§ **WORKING DATA**:
[Start of Attachment]

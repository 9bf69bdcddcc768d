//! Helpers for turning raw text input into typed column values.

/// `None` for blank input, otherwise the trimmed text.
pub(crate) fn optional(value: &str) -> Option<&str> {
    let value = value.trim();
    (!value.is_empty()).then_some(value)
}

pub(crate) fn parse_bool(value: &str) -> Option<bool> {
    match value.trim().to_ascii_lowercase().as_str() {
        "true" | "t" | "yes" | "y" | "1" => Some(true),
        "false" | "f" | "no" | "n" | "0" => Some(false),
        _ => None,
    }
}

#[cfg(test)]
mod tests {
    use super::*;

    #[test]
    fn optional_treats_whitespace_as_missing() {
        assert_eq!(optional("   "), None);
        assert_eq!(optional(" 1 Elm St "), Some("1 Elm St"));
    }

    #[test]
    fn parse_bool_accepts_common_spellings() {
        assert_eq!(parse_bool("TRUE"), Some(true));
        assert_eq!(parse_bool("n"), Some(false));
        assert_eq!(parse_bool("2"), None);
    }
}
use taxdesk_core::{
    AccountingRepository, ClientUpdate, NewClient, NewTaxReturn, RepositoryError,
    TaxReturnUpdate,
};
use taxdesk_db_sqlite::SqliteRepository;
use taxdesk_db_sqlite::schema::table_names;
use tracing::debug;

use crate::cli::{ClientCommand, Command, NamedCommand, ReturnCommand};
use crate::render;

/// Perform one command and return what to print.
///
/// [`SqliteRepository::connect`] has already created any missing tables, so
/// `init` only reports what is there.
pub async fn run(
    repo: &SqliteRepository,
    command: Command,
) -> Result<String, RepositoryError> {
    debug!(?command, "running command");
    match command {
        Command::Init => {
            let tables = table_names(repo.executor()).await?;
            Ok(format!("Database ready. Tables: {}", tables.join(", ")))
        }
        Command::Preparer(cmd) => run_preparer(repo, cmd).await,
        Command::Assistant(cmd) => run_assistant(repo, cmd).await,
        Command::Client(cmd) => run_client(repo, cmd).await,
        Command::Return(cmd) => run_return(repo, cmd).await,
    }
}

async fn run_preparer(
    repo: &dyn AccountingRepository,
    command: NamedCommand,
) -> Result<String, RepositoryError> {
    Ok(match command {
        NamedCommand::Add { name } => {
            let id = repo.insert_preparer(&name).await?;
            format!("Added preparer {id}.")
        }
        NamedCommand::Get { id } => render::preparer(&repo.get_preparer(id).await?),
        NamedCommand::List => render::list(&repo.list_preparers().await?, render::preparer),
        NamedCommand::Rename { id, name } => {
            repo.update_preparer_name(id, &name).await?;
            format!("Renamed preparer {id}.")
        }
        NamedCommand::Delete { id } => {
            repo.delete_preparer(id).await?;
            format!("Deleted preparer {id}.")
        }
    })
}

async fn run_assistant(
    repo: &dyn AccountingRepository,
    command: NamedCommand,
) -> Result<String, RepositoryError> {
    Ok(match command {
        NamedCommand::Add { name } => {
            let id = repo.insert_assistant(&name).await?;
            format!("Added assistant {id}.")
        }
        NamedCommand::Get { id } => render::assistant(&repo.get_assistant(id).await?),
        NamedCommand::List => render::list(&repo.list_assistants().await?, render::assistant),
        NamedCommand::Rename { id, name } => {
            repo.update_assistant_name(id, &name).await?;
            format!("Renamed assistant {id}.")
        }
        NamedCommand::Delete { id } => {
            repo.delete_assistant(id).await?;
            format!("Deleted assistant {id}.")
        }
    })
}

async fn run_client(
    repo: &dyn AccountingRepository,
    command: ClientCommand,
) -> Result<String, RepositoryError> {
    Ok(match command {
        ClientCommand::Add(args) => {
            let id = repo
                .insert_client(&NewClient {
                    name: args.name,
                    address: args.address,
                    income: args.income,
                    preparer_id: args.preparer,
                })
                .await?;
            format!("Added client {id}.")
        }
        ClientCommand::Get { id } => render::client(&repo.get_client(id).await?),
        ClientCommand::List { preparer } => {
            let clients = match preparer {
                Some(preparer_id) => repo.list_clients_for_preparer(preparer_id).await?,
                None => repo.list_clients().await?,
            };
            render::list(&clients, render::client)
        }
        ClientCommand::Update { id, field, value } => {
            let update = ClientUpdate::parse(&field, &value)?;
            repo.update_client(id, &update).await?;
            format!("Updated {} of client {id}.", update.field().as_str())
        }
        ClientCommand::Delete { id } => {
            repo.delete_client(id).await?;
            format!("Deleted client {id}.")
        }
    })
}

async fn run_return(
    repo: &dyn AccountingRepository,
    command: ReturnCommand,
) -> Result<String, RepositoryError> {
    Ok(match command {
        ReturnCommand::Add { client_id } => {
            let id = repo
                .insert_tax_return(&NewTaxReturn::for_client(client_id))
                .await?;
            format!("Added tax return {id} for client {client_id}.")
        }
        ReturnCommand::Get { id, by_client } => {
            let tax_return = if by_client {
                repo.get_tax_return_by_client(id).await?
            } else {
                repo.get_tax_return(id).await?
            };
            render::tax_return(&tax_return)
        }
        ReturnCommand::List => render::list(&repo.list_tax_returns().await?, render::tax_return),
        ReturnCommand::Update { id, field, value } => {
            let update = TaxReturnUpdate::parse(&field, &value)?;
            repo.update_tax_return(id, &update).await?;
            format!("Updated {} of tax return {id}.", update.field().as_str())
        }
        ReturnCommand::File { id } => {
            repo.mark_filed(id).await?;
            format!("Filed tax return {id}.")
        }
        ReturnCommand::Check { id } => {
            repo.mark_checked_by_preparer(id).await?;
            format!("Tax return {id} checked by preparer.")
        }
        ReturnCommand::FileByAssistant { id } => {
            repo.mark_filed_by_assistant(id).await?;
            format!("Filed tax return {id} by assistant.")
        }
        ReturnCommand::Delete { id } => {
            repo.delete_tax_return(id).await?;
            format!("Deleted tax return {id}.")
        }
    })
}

[End of Attachment]

§ **REQUIREMENT**: The answer should reproduce all of the data without any alteration.

§ **REPLY**:
repository 9bf69bdcddcc768d
//! Helpers for turning raw text input into typed column values.

/// `None` for blank input, otherwise the trimmed text.
pub(crate) fn optional(value: &str) -> Option<&str> {
    let value = value.trim();
    (!value.is_empty()).then_some(value)
}

pub(crate) fn parse_bool(value: &str) -> Option<bool> {
    match value.trim().to_ascii_lowercase().as_str() {
        "true" | "t" | "yes" | "y" | "1" => Some(true),
        "false" | "f" | "no" | "n" | "0" => Some(false),
        _ => None,
    }
}

#[cfg(test)]
mod tests {
    use super::*;

    #[test]
    fn optional_treats_whitespace_as_missing() {
        assert_eq!(optional("   "), None);
        assert_eq!(optional(" 1 Elm St "), Some("1 Elm St"));
    }

    #[test]
    fn parse_bool_accepts_common_spellings() {
        assert_eq!(parse_bool("TRUE"), Some(true));
        assert_eq!(parse_bool("n"), Some(false));
        assert_eq!(parse_bool("2"), None);
    }
}
use taxdesk_core::{
    AccountingRepository, ClientUpdate, NewClient, NewTaxReturn, RepositoryError,
    TaxReturnUpdate,
};
use taxdesk_db_sqlite::SqliteRepository;
use taxdesk_db_sqlite::schema::table_names;
use tracing::debug;

use crate::cli::{ClientCommand, Command, NamedCommand, ReturnCommand};
use crate::render;

/// Perform one command and return what to print.
///
/// [`SqliteRepository::connect`] has already created any missing tables, so
/// `init` only reports what is there.
pub async fn run(
    repo: &SqliteRepository,
    command: Command,
) -> Result<String, RepositoryError> {
    debug!(?command, "running command");
    match command {
        Command::Init => {
            let tables = table_names(repo.executor()).await?;
            Ok(format!("Database ready. Tables: {}", tables.join(", ")))
        }
        Command::Preparer(cmd) => run_preparer(repo, cmd).await,
        Command::Assistant(cmd) => run_assistant(repo, cmd).await,
        Command::Client(cmd) => run_client(repo, cmd).await,
        Command::Return(cmd) => run_return(repo, cmd).await,
    }
}

async fn run_preparer(
    repo: &dyn AccountingRepository,
    command: NamedCommand,
) -> Result<String, RepositoryError> {
    Ok(match command {
        NamedCommand::Add { name } => {
            let id = repo.insert_preparer(&name).await?;
            format!("Added preparer {id}.")
        }
        NamedCommand::Get { id } => render::preparer(&repo.get_preparer(id).await?),
        NamedCommand::List => render::list(&repo.list_preparers().await?, render::preparer),
        NamedCommand::Rename { id, name } => {
            repo.update_preparer_name(id, &name).await?;
            format!("Renamed preparer {id}.")
        }
        NamedCommand::Delete { id } => {
            repo.delete_preparer(id).await?;
            format!("Deleted preparer {id}.")
        }
    })
}

async fn run_assistant(
    repo: &dyn AccountingRepository,
    command: NamedCommand,
) -> Result<String, RepositoryError> {
    Ok(match command {
        NamedCommand::Add { name } => {
            let id = repo.insert_assistant(&name).await?;
            format!("Added assistant {id}.")
        }
        NamedCommand::Get { id } => render::assistant(&repo.get_assistant(id).await?),
        NamedCommand::List => render::list(&repo.list_assistants().await?, render::assistant),
        NamedCommand::Rename { id, name } => {
            repo.update_assistant_name(id, &name).await?;
            format!("Renamed assistant {id}.")
        }
        NamedCommand::Delete { id } => {
            repo.delete_assistant(id).await?;
            format!("Deleted assistant {id}.")
        }
    })
}

async fn run_client(
    repo: &dyn AccountingRepository,
    command: ClientCommand,
) -> Result<String, RepositoryError> {
    Ok(match command {
        ClientCommand::Add(args) => {
            let id = repo
                .insert_client(&NewClient {
                    name: args.name,
                    address: args.address,
                    income: args.income,
                    preparer_id: args.preparer,
                })
                .await?;
            format!("Added client {id}.")
        }
        ClientCommand::Get { id } => render::client(&repo.get_client(id).await?),
        ClientCommand::List { preparer } => {
            let clients = match preparer {
                Some(preparer_id) => repo.list_clients_for_preparer(preparer_id).await?,
                None => repo.list_clients().await?,
            };
            render::list(&clients, render::client)
        }
        ClientCommand::Update { id, field, value } => {
            let update = ClientUpdate::parse(&field, &value)?;
            repo.update_client(id, &update).await?;
            format!("Updated {} of client {id}.", update.field().as_str())
        }
        ClientCommand::Delete { id } => {
            repo.delete_client(id).await?;
            format!("Deleted client {id}.")
        }
    })
}

async fn run_return(
    repo: &dyn AccountingRepository,
    command: ReturnCommand,
) -> Result<String, RepositoryError> {
    Ok(match command {
        ReturnCommand::Add { client_id } => {
            let id = repo
                .insert_tax_return(&NewTaxReturn::for_client(client_id))
                .await?;
            format!("Added tax return {id} for client {client_id}.")
        }
        ReturnCommand::Get { id, by_client } => {
            let tax_return = if by_client {
                repo.get_tax_return_by_client(id).await?
            } else {
                repo.get_tax_return(id).await?
            };
            render::tax_return(&tax_return)
        }
        ReturnCommand::List => render::list(&repo.list_tax_returns().await?, render::tax_return),
        ReturnCommand::Update { id, field, value } => {
            let update = TaxReturnUpdate::parse(&field, &value)?;
            repo.update_tax_return(id, &update).await?;
            format!("Updated {} of tax return {id}.", update.field().as_str())
        }
        ReturnCommand::File { id } => {
            repo.mark_filed(id).await?;
            format!("Filed tax return {id}.")
        }
        ReturnCommand::Check { id } => {
            repo.mark_checked_by_preparer(id).await?;
            format!("Tax return {id} checked by preparer.")
        }
        ReturnCommand::FileByAssistant { id } => {
            repo.mark_filed_by_assistant(id).await?;
            format!("Filed tax return {id} by assistant.")
        }
        ReturnCommand::Delete { id } => {
            repo.delete_tax_return(id).await?;
            format!("Deleted tax return {id}.")
        }
    })
}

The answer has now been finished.